Before long, Emmett discovers that he is one of ten recruits, all of whom have troubled pasts and are a long way from home. Now each recruit must earn the right to travel down to the planet of Eden–a planet that Babel has kept hidden–where they will mine a substance called Nyxia that has quietly become the most valuable material in the universe.
But Babel’s ship is full of secrets. And Emmett will face the ultimate choice: win the fortune at any cost, or find a way to fight that won’t forever compromise what it means to be human.
I thought this was a really cool concept, and I was intrigued right away. I love the space travel, the competition between kids who thought they were shoo-ins. The people who have recruited you maybe not being who they seem. I love it. And there is a lot to love about the way it was handled.
Now I want to start by saying I am in no way trying to insult anyone, at all, whatsoever. This isn’t even a con. It’s a con-ish. I immediately saw the bible references in the description, Eden, Babel, etc. I am not a religious person, and I’m not currently, particularly interested in reading biblical allegory. I asked on Goodreads, before reading, whether the story was religious, and the author answered me (which is so polite, so wonderful) and gave me a really awesome, full description saying that the story wasn’t necessarily an allegory.
There are some pretty heavy undertones, though. The story of Babel being turned upside down with the kids all coming together to speak the same language, as opposed to the opposite. Rest days being called the Sabbath. Some bible quotes. What threw me off is that this was never really explained? They’re a company called Babel, on a ship called Genesis, going to a planet called Eden, populated with people they’ve called the Adamites. That’s pretty explicit, right? But there’s no talk of why they’ve named anything the way they have. Is the Babel corporation trying to be/reach God? Idk. I’m only putting this out here in so much detail so you can see why it kind of threw me off, even though there’s nothing wrong with it.
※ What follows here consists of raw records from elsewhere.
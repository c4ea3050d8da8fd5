use std::fmt;
use std::str::FromStr;

use super::error::OperandsError;

/// One of the six numeric facets a plural rule can test.
#[derive(Debug, Clone, Copy, PartialEq, Eq, Hash)]
pub enum Operand {
    /// Absolute value of the source number.
    N,
    /// Integer digits.
    I,
    /// Visible fraction digits, with trailing zeros.
    F,
    /// Visible fraction digits, without trailing zeros.
    T,
    /// Number of visible fraction digits, with trailing zeros.
    V,
    /// Number of visible fraction digits, without trailing zeros.
    W,
}

impl Operand {
    pub const ALL: [Operand; 6] = [
        Operand::N,
        Operand::I,
        Operand::F,
        Operand::T,
        Operand::V,
        Operand::W,
    ];

    /// The letter naming this operand in rule text.
    #[must_use]
    pub fn letter(self) -> char {
        match self {
            Operand::N => 'n',
            Operand::I => 'i',
            Operand::F => 'f',
            Operand::T => 't',
            Operand::V => 'v',
            Operand::W => 'w',
        }
    }
}

impl fmt::Display for Operand {
    fn fmt(&self, f: &mut fmt::Formatter<'_>) -> fmt::Result {
        write!(f, "{}", self.letter())
    }
}

/// A source number decomposed into its plural operands.
///
/// The decomposition happens once, when the value is constructed, so every
/// operand is a plain lookup during evaluation. Visible fraction digits are
/// taken from decimal text: `"1.20"` has two (`v = 2`, `f = 20`) while `"1.2"`
/// has one. Integers have none. Floats are rendered with their shortest
/// round-trip representation first, so `2.0_f64` behaves like `"2"` and
/// `0.1_f64` like `"0.1"`.
///
/// ```
/// use cldr_plural::{Operand, PluralOperands};
///
/// let ops: PluralOperands = "1.20".parse().unwrap();
/// assert_eq!(ops.get(Operand::I), 1.0);
/// assert_eq!(ops.get(Operand::V), 2.0);
/// assert_eq!(ops.get(Operand::W), 1.0);
/// assert_eq!(ops.get(Operand::F), 20.0);
/// assert_eq!(ops.get(Operand::T), 2.0);
/// ```
#[derive(Debug, Clone, PartialEq, Default)]
pub struct PluralOperands {
    negative: bool,
    n: f64,
    i: f64,
    f: f64,
    t: f64,
    v: usize,
    w: usize,
}

impl PluralOperands {
    /// Look up the value of a single operand.
    #[must_use]
    #[allow(clippy::cast_precision_loss)]
    pub fn get(&self, operand: Operand) -> f64 {
        match operand {
            Operand::N => self.n,
            Operand::I => self.i,
            Operand::F => self.f,
            Operand::T => self.t,
            Operand::V => self.v as f64,
            Operand::W => self.w as f64,
        }
    }

    /// Whether the source number carried a minus sign. Operands themselves
    /// are always taken from the absolute value.
    #[must_use]
    pub fn is_negative(&self) -> bool {
        self.negative
    }

    /// Number of visible fraction digits, with trailing zeros.
    #[must_use]
    pub fn visible_fraction_digits(&self) -> usize {
        self.v
    }

    #[allow(clippy::cast_precision_loss)]
    fn from_integer(negative: bool, magnitude: u64) -> Self {
        let value = magnitude as f64;
        Self {
            negative,
            n: value,
            i: value,
            ..Self::default()
        }
    }

    fn from_decimal(text: &str) -> Result<Self, OperandsError> {
        let invalid = || OperandsError::InvalidDecimal {
            input: text.to_owned(),
        };

        let (negative, unsigned) = match text.as_bytes().first() {
            Some(b'-') => (true, &text[1..]),
            Some(b'+') => (false, &text[1..]),
            _ => (false, text),
        };

        let (integer, fraction) = match unsigned.split_once('.') {
            Some((integer, fraction)) => (integer, fraction),
            None => (unsigned, ""),
        };

        let all_digits = |s: &str| s.bytes().all(|b| b.is_ascii_digit());
        if integer.is_empty()
            || !all_digits(integer)
            || !all_digits(fraction)
            || (unsigned.contains('.') && fraction.is_empty())
        {
            return Err(invalid());
        }

        let trimmed = fraction.trim_end_matches('0');
        let digits_value = |s: &str| -> Result<f64, OperandsError> {
            if s.is_empty() {
                Ok(0.0)
            } else {
                s.parse::<f64>().map_err(|_| invalid())
            }
        };

        Ok(Self {
            negative,
            n: unsigned.parse::<f64>().map_err(|_| invalid())?,
            i: digits_value(integer)?,
            f: digits_value(fraction)?,
            t: digits_value(trimmed)?,
            v: fraction.len(),
            w: trimmed.len(),
        })
    }

    /// Decompose a float from its rendered magnitude. Float `Display` is the
    /// shortest round-trip text and never switches to exponent notation, so
    /// `0.1_f32` stays `"0.1"`.
    fn from_float(
        magnitude: impl fmt::Display,
        finite: bool,
        negative: bool,
    ) -> Result<Self, OperandsError> {
        if !finite {
            return Err(OperandsError::NotFinite);
        }
        let mut operands = Self::from_decimal(&magnitude.to_string())?;
        operands.negative = negative;
        Ok(operands)
    }
}

impl FromStr for PluralOperands {
    type Err = OperandsError;

    fn from_str(s: &str) -> Result<Self, Self::Err> {
        Self::from_decimal(s.trim())
    }
}

impl TryFrom<&str> for PluralOperands {
    type Error = OperandsError;

    fn try_from(value: &str) -> Result<Self, Self::Error> {
        value.parse()
    }
}

impl TryFrom<&String> for PluralOperands {
    type Error = OperandsError;

    fn try_from(value: &String) -> Result<Self, Self::Error> {
        value.parse()
    }
}

impl TryFrom<f64> for PluralOperands {
    type Error = OperandsError;

    fn try_from(value: f64) -> Result<Self, Self::Error> {
        Self::from_float(
            value.abs(),
            value.is_finite(),
            value.is_sign_negative() && value != 0.0,
        )
    }
}

impl TryFrom<f32> for PluralOperands {
    type Error = OperandsError;

    fn try_from(value: f32) -> Result<Self, Self::Error> {
        Self::from_float(
            value.abs(),
            value.is_finite(),
            value.is_sign_negative() && value != 0.0,
        )
    }
}

impl From<i64> for PluralOperands {
    fn from(value: i64) -> Self {
        Self::from_integer(value < 0, value.unsigned_abs())
    }
}

impl From<i32> for PluralOperands {
    fn from(value: i32) -> Self {
        Self::from(i64::from(value))
    }
}

impl From<u64> for PluralOperands {
    fn from(value: u64) -> Self {
        Self::from_integer(false, value)
    }
}

impl From<u32> for PluralOperands {
    fn from(value: u32) -> Self {
        Self::from(u64::from(value))
    }
}

impl From<usize> for PluralOperands {
    fn from(value: usize) -> Self {
        // usize is at most 64 bits on every supported target.
        Self::from(value as u64)
    }
}

impl fmt::Display for PluralOperands {
    fn fmt(&self, f: &mut fmt::Formatter<'_>) -> fmt::Result {
        write!(
            f,
            "n={} i={} f={} t={} v={} w={}",
            self.n, self.i, self.f, self.t, self.v, self.w
        )
    }
}

#[cfg(test)]
mod tests {
    use super::*;

    fn ops(text: &str) -> PluralOperands {
        text.parse().unwrap()
    }

    #[test]
    fn integer_text_has_no_fraction() {
        let o = ops("42");
        assert_eq!(o.get(Operand::N), 42.0);
        assert_eq!(o.get(Operand::I), 42.0);
        assert_eq!(o.get(Operand::V), 0.0);
        assert_eq!(o.get(Operand::W), 0.0);
        assert_eq!(o.get(Operand::F), 0.0);
        assert_eq!(o.get(Operand::T), 0.0);
    }

    #[test]
    fn trailing_zeros_are_visible() {
        let o = ops("1.20");
        assert_eq!(o.get(Operand::N), 1.2);
        assert_eq!(o.get(Operand::I), 1.0);
        assert_eq!(o.get(Operand::V), 2.0);
        assert_eq!(o.get(Operand::W), 1.0);
        assert_eq!(o.get(Operand::F), 20.0);
        assert_eq!(o.get(Operand::T), 2.0);
    }

    #[test]
    fn all_zero_fraction() {
        let o = ops("3.000");
        assert_eq!(o.get(Operand::V), 3.0);
        assert_eq!(o.get(Operand::W), 0.0);
        assert_eq!(o.get(Operand::F), 0.0);
        assert_eq!(o.get(Operand::T), 0.0);
    }

    #[test]
    fn leading_fraction_zeros_kept() {
        let o = ops("0.050");
        assert_eq!(o.get(Operand::F), 50.0);
        assert_eq!(o.get(Operand::T), 5.0);
        assert_eq!(o.get(Operand::V), 3.0);
        assert_eq!(o.get(Operand::W), 2.0);
    }

    #[test]
    fn negative_text_uses_absolute_value() {
        let o = ops("-5.5");
        assert!(o.is_negative());
        assert_eq!(o.get(Operand::N), 5.5);
        assert_eq!(o.get(Operand::I), 5.0);
    }

    #[test]
    fn integers_convert() {
        assert_eq!(PluralOperands::from(7_i32).get(Operand::I), 7.0);
        assert_eq!(PluralOperands::from(-7_i64).get(Operand::N), 7.0);
        assert!(PluralOperands::from(-7_i64).is_negative());
        assert_eq!(PluralOperands::from(9_u32).get(Operand::V), 0.0);
        assert_eq!(PluralOperands::from(u64::MAX).get(Operand::I), u64::MAX as f64);
        assert_eq!(PluralOperands::from(3_usize).get(Operand::N), 3.0);
    }

    #[test]
    fn floats_use_shortest_representation() {
        let two = PluralOperands::try_from(2.0_f64).unwrap();
        assert_eq!(two.get(Operand::V), 0.0);

        let tenth = PluralOperands::try_from(0.1_f64).unwrap();
        assert_eq!(tenth.get(Operand::V), 1.0);
        assert_eq!(tenth.get(Operand::F), 1.0);

        let tenth32 = PluralOperands::try_from(0.1_f32).unwrap();
        assert_eq!(tenth32.get(Operand::V), 1.0);

        let tiny = PluralOperands::try_from(1e-7_f64).unwrap();
        assert_eq!(tiny.get(Operand::V), 7.0);
        assert_eq!(tiny.get(Operand::F), 1.0);
    }

    #[test]
    fn f32_and_f64_share_decomposition() {
        let wide = PluralOperands::try_from(-2.5_f64).unwrap();
        let narrow = PluralOperands::try_from(-2.5_f32).unwrap();
        assert_eq!(wide, narrow);
        assert!(narrow.is_negative());
        assert!(!PluralOperands::try_from(-0.0_f32).unwrap().is_negative());
        assert_eq!(
            PluralOperands::try_from(f32::NEG_INFINITY),
            Err(OperandsError::NotFinite)
        );
    }

    #[test]
    fn negative_zero_is_not_negative() {
        let o = PluralOperands::try_from(-0.0_f64).unwrap();
        assert!(!o.is_negative());
        assert_eq!(o.get(Operand::N), 0.0);
    }

    #[test]
    fn non_finite_floats_rejected() {
        assert_eq!(
            PluralOperands::try_from(f64::NAN),
            Err(OperandsError::NotFinite)
        );
        assert_eq!(
            PluralOperands::try_from(f64::INFINITY),
            Err(OperandsError::NotFinite)
        );
    }

    #[test]
    fn malformed_text_rejected() {
        for bad in ["", "-", ".5", "1.", "1.2.3", "1e5", "abc", "1,5", "--1"] {
            assert_eq!(
                bad.parse::<PluralOperands>(),
                Err(OperandsError::InvalidDecimal {
                    input: bad.to_owned()
                }),
                "accepted {bad:?}"
            );
        }
    }

    #[test]
    fn surrounding_whitespace_ignored() {
        assert_eq!(ops(" 1.5 "), ops("1.5"));
    }

    #[test]
    fn operand_letters() {
        let letters: String = Operand::ALL.iter().map(|o| o.letter()).collect();
        assert_eq!(letters, "niftvw");
        assert_eq!(Operand::W.to_string(), "w");
    }

    #[test]
    fn display_lists_operands() {
        assert_eq!(ops("1.20").to_string(), "n=1.2 i=1 f=20 t=2 v=2 w=1");
    }
}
I love an ensemble cast, as I’ve spoken about before. I did enjoy the group, watching the dynamic between them twist and change throughout. I especially love that the kids are poor, or as one character describes them all, broken. They come from messed up situations, which is how Babel has convinced them to go on the mission in the first place.
I don’t know if this is just the nature of the beast, because it’s first person from only Emmett, so we can only see through his eyes. But I didn’t get a great feel for the whole cast. It’s a decent amount of characters, but even halfway through I’d sometimes have to remind myself who one of them even was. I just didn’t care about a lot of them. With how closely Emmett interacted with them, I’d liked to have had a better feel for all of them. Especially since some of them will be returning in later books, and I know I won’t remember the characters when that time comes.
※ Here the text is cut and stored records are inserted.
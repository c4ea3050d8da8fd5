use std::fmt;
use std::str::FromStr;

/// CLDR plural categories, in CLDR order.
#[derive(Debug, Clone, Copy, PartialEq, Eq, PartialOrd, Ord, Hash)]
#[cfg_attr(
    feature = "serde",
    derive(serde::Serialize, serde::Deserialize),
    serde(rename_all = "lowercase")
)]
pub enum PluralCategory {
    Zero,
    One,
    Two,
    Few,
    Many,
    /// The fallback category. Its rule, if any, is empty and always matches.
    Other,
}

/// Returned when a string names no plural category.
#[derive(Debug, Clone, PartialEq, Eq, thiserror::Error)]
#[error("unknown plural category '{0}'")]
pub struct UnknownCategory(pub String);

impl PluralCategory {
    pub const ALL: [PluralCategory; 6] = [
        PluralCategory::Zero,
        PluralCategory::One,
        PluralCategory::Two,
        PluralCategory::Few,
        PluralCategory::Many,
        PluralCategory::Other,
    ];

    #[must_use]
    pub fn as_str(self) -> &'static str {
        match self {
            PluralCategory::Zero => "zero",
            PluralCategory::One => "one",
            PluralCategory::Two => "two",
            PluralCategory::Few => "few",
            PluralCategory::Many => "many",
            PluralCategory::Other => "other",
        }
    }
}

impl FromStr for PluralCategory {
    type Err = UnknownCategory;

    fn from_str(s: &str) -> Result<Self, Self::Err> {
        PluralCategory::ALL
            .into_iter()
            .find(|c| c.as_str() == s)
            .ok_or_else(|| UnknownCategory(s.to_owned()))
    }
}

impl fmt::Display for PluralCategory {
    fn fmt(&self, f: &mut fmt::Formatter<'_>) -> fmt::Result {
        f.write_str(self.as_str())
    }
}

#[cfg(test)]
mod tests {
    use super::*;

    #[test]
    fn parse_every_category() {
        for category in PluralCategory::ALL {
            assert_eq!(category.as_str().parse::<PluralCategory>(), Ok(category));
        }
    }

    #[test]
    fn parse_unknown_category() {
        assert_eq!(
            "several".parse::<PluralCategory>(),
            Err(UnknownCategory("several".into()))
        );
        assert_eq!(
            UnknownCategory("One".into()).to_string(),
            "unknown plural category 'One'"
        );
    }

    #[test]
    fn cldr_order() {
        let mut shuffled = vec![
            PluralCategory::Other,
            PluralCategory::Few,
            PluralCategory::Zero,
            PluralCategory::Many,
            PluralCategory::One,
            PluralCategory::Two,
        ];
        shuffled.sort();
        assert_eq!(shuffled, PluralCategory::ALL);
    }

    #[test]
    fn display() {
        assert_eq!(PluralCategory::Many.to_string(), "many");
    }
}
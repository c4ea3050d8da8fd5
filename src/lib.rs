//! Evaluation of CLDR plural rules such as `n % 10 = 1 and n % 100 != 11`.
//!
//! ```
//! use cldr_plural::evaluate;
//!
//! assert!(evaluate("n in 1,3..5", 3).unwrap());
//! assert!(!evaluate("n within 1..5", 5).unwrap());
//! assert!(evaluate("i = 0 and v = 0 @integer 0", 0).unwrap());
//! ```

mod error;
mod evaluate;
mod parse;
mod types;

pub use error::PluralError;
pub use evaluate::{PluralRuleEvaluator, evaluate, evaluate_detailed};
pub use parse::ParseError;
pub use types::{
    EvalWarning, Evaluation, Operand, OperandsError, PluralCategory, PluralOperands, PluralRules,
    PluralRulesBuilder, RulesError, UnknownCategory,
};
There is one point, huge spoiler so I won’t say too much, but there is a death on the ship. I should care, but I don’t. I don’t know how else to explain that. I really care about Emmett, and I care about his reactions to things, but I don’t care about the ensemble enough to care about such a huge moment, and that’s not the best.
The writing is beautiful. Absolutely gorgeous. It’s first-person, present-tense, so you really get into Emmett’s head through the whole competition. His emotions come through, loud and clear. His issues with poverty are beautiful and realistic. His constant fight to grow and change while not turning into something ugly is gorgeous to watch.
I did have some issues with the pacing. I found myself occasionally getting bored, because I like my sci-fi (at least of this nature, with spaceships and crazy new substances and other planets) to be really sci-fi, and a lot of this was character driven. Which is great in its own right, and I definitely feel connected to Emmett, so there’s that. I just found the story to move too slowly in many areas.
There are actually a few, but one big one right at the end had me yelling, which you know I love. I give props to any story that can make me make noise, and this definitely did.
Is wonderful. The whole point is pulling kids from all different backgrounds together and forcing them to speak the same language and interact regardless of culture differences. We look at poverty/brokenness from all over the world, rather than just what that looks like in America.
Overall, I think there are tons of people that would/will really enjoy this book! For me, it had its hits and misses.